It’s an exciting time for medical diagnostics. Imagine getting a regular eye check-up and discovering, almost a decade in advance, that you may be at risk for Parkinson’s disease. Recent research suggests this could soon be a reality.
Eye scans, specifically those in 3D, are standard offerings at eye clinics and even some high-street opticians. What’s groundbreaking is the claim that these scans could potentially identify the early signs of Parkinson’s disease up to seven years before the symptoms become clinically evident.
While it’s not groundbreaking to use eye data to pinpoint health conditions, the combination of new advancements in ocular health technology and the ever-increasing power of computing has dramatically expanded the horizon for early disease diagnosis.
Enter the Optical Coherence Tomography (OCT) scan. This isn’t just any regular 3D eye scan. The OCT scan offers an impressively detailed cross-section of the retina – that’s the back part of our eyes. And how detailed, you ask? We’re talking about precision down to a thousandth of a millimetre. All this, in under sixty seconds!
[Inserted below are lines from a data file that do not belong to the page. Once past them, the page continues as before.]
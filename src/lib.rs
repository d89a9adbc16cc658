//! Time stepping for finite element semi-discretizations.
//!
//! `skoll` turns a semi-discrete residual form $F(t, u; v) = 0$ (discrete in space,
//! continuous in time) into fully discrete algebraic systems for a single time step,
//! using either an implicit Runge-Kutta method or a discontinuous Galerkin method in time.
//! The transformation is symbolic: stage unknowns are introduced, the time and solution
//! variables are replaced by stage-dependent expressions, and boundary conditions are
//! lifted onto the stages. Spatial discretization (meshes, bases, assembly of spatial
//! operators) is deliberately left to an external provider; see [`operators`].
//!
//! The main entry points are [`stepper::TimeStepper`],
//! [`stepper::DiscontinuousGalerkinTimeStepper`] and [`stepper::AdaptiveTimeStepper`].

use std::fmt;
use std::fmt::{Display, Formatter};

use nalgebra::RealField;

pub mod bc;
pub mod calculus;
pub mod element;
pub mod form;
pub mod galerkin;
pub mod nullspace;
pub mod operators;
pub mod problem;
pub mod quadrature;
pub mod rk;
pub mod solve;
pub mod space;
pub mod stepper;
pub mod tableau;

pub extern crate nalgebra;

/// Trait alias for real-valued scalar types used by generic `skoll` routines.
pub trait Real: RealField + Copy {}

impl<T: RealField + Copy> Real for T {}

/// Error type for malformed or inconsistent stepper definitions.
///
/// All variants describe problems that are detected eagerly, at construction time,
/// before any step is attempted. They are never produced by `advance`.
#[derive(Debug, Clone, PartialEq, Eq)]
#[non_exhaustive]
pub enum ConfigError {
    /// The product of the splitting factors does not reproduce the tableau matrix.
    InvalidSplitting,
    /// A splitting factor that must be inverted is singular.
    SingularSplittingFactor { factor: &'static str },
    /// Embedded weights are required but the tableau does not carry any.
    MissingEmbeddedWeights,
    /// The step controller exponent 1 / (order - 1) is undefined for this order.
    AdaptiveOrderTooLow { order: usize },
    /// The quadrature rule has too few points for the polynomial degree in time.
    QuadratureTooWeak { num_points: usize, required: usize },
    /// A form term references an operator that is not registered with the system.
    UnknownOperator { operator: usize },
    /// A form term references a source that is not registered with the system.
    UnknownSource { source: usize },
    /// A field index is out of range for the system's function space.
    FieldIndexOutOfRange { field: usize, num_fields: usize },
    /// A constrained degree of freedom is out of range for its field.
    DofIndexOutOfRange { dof: usize, field_dim: usize },
    /// The trial expression of a form term does not match the operator's input dimension.
    OperatorInputMismatch { operator: usize, expected: usize, found: usize },
    /// The operator's output dimension does not match the test field.
    OperatorOutputMismatch { operator: usize, expected: usize, found: usize },
    /// The summands of a field expression do not all have the same dimension.
    SumDimensionMismatch { expected: usize, found: usize },
    /// The boundary data source does not provide one value per constrained dof.
    BoundaryDataDimensionMismatch { bc_index: usize, expected: usize, found: usize },
    /// Null-space components must be given in strictly increasing field order.
    UnsortedNullspaceFields,
    /// A null-space basis vector does not match the dimension of its field.
    NullspaceDimensionMismatch { field: usize, expected: usize, found: usize },
    /// A null-space basis vector is identically zero.
    ZeroNullspaceVector { field: usize },
    /// Differentiated boundary data is required but the condition does not provide any.
    MissingBoundaryDerivative { bc_index: usize },
    /// The mass matrix of the time element could not be factorized, so boundary data
    /// cannot be projected onto the element's basis.
    SingularTimeMassMatrix,
    /// A stage-system form still contains time-derivative leaves.
    UnresolvedTimeDerivative,
    /// A form term references a stage outside the stage layout.
    StageIndexOutOfRange { stage: usize, num_stages: usize },
}

impl Display for ConfigError {
    fn fmt(&self, f: &mut Formatter<'_>) -> fmt::Result {
        match self {
            Self::InvalidSplitting => {
                write!(f, "The splitting factors do not multiply back to the tableau matrix")
            }
            Self::SingularSplittingFactor { factor } => {
                write!(f, "The splitting factor {} is singular and cannot be inverted", factor)
            }
            Self::MissingEmbeddedWeights => {
                write!(f, "The tableau carries no embedded weights for error estimation")
            }
            Self::AdaptiveOrderTooLow { order } => {
                write!(
                    f,
                    "Adaptive stepping requires a method of order at least 2, got order {}",
                    order
                )
            }
            Self::QuadratureTooWeak { num_points, required } => {
                write!(
                    f,
                    "The quadrature rule has {} points, but at least {} are required",
                    num_points, required
                )
            }
            Self::UnknownOperator { operator } => {
                write!(f, "The form references unregistered operator {}", operator)
            }
            Self::UnknownSource { source } => {
                write!(f, "The form references unregistered source {}", source)
            }
            Self::FieldIndexOutOfRange { field, num_fields } => {
                write!(
                    f,
                    "Field index {} is out of range for a space with {} fields",
                    field, num_fields
                )
            }
            Self::DofIndexOutOfRange { dof, field_dim } => {
                write!(
                    f,
                    "Constrained dof {} is out of range for a field with {} dofs",
                    dof, field_dim
                )
            }
            Self::OperatorInputMismatch { operator, expected, found } => {
                write!(
                    f,
                    "Operator {} expects input dimension {}, but the trial expression has dimension {}",
                    operator, expected, found
                )
            }
            Self::OperatorOutputMismatch { operator, expected, found } => {
                write!(
                    f,
                    "Operator {} produces output dimension {}, but the test field has dimension {}",
                    operator, expected, found
                )
            }
            Self::SumDimensionMismatch { expected, found } => {
                write!(
                    f,
                    "A sum mixes expressions of dimension {} and {}",
                    expected, found
                )
            }
            Self::BoundaryDataDimensionMismatch { bc_index, expected, found } => {
                write!(
                    f,
                    "Boundary condition {} constrains {} dofs but its data source has dimension {}",
                    bc_index, expected, found
                )
            }
            Self::UnsortedNullspaceFields => {
                write!(f, "Null-space components must be sorted by strictly increasing field index")
            }
            Self::NullspaceDimensionMismatch { field, expected, found } => {
                write!(
                    f,
                    "The null-space basis for field {} has dimension {}, expected {}",
                    field, found, expected
                )
            }
            Self::ZeroNullspaceVector { field } => {
                write!(f, "The null-space basis for field {} is identically zero", field)
            }
            Self::MissingBoundaryDerivative { bc_index } => {
                write!(
                    f,
                    "Boundary condition {} provides no differentiated data, which the chosen \
                     constraint type requires",
                    bc_index
                )
            }
            Self::SingularTimeMassMatrix => {
                write!(f, "The mass matrix of the time element is singular")
            }
            Self::UnresolvedTimeDerivative => {
                write!(f, "The stage-system form still contains time-derivative leaves")
            }
            Self::StageIndexOutOfRange { stage, num_stages } => {
                write!(
                    f,
                    "Stage index {} is out of range for a layout with {} stages",
                    stage, num_stages
                )
            }
        }
    }
}

impl std::error::Error for ConfigError {}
It’s the only non-invasive technique available to peek into the cell layers beneath our skin.
A team of researchers at UCL, in collaboration with the Moorfields Eye Hospital in London, saw potential in this technology. Leveraging the power of artificial intelligence, they embarked on a study analysing OCT scans from two massive databases – the AlzEye and the UK Biobank dataset, with a whopping total of over 220,000 individuals.
Their findings? They reinforced earlier research that showed patients with Parkinson’s had a noticeably thinner ganglion cell–inner plexiform layer (GCIPL). Additionally, there was evidence of atrophies in the inner nuclear layer (INL). Crucially, these changes in thickness in both layers appeared to be linked with the disease’s progression.
Dr Siegfried Wagner, the study’s lead author, exudes hope. He envisions a world where these findings could transform the OCT scan into a preliminary screening tool for those at potential risk of Parkinson’s. “The early signs of various diseases might offer people a precious window to make lifestyle modifications,” Wagner noted. Such advancements could enable medical professionals to delay or even prevent the onset of severe neurodegenerative conditions, providing a transformative impact on patients’ lives.
The study’s ripple effects are already visible. Under the leadership of the senior author, Professor Pearse Keane, a team has secured funding from the UK Research and Innovation body. Their mission? To further refine and validate this foundational model.
Beyond just Parkinson’s, this is a significant leap for the burgeoning domain of “oculomics.” Here, the prowess of machine learning is combined with eye scan data, unlocking clues to various diseases, including formidable foes like Alzheimer’s and multiple sclerosis.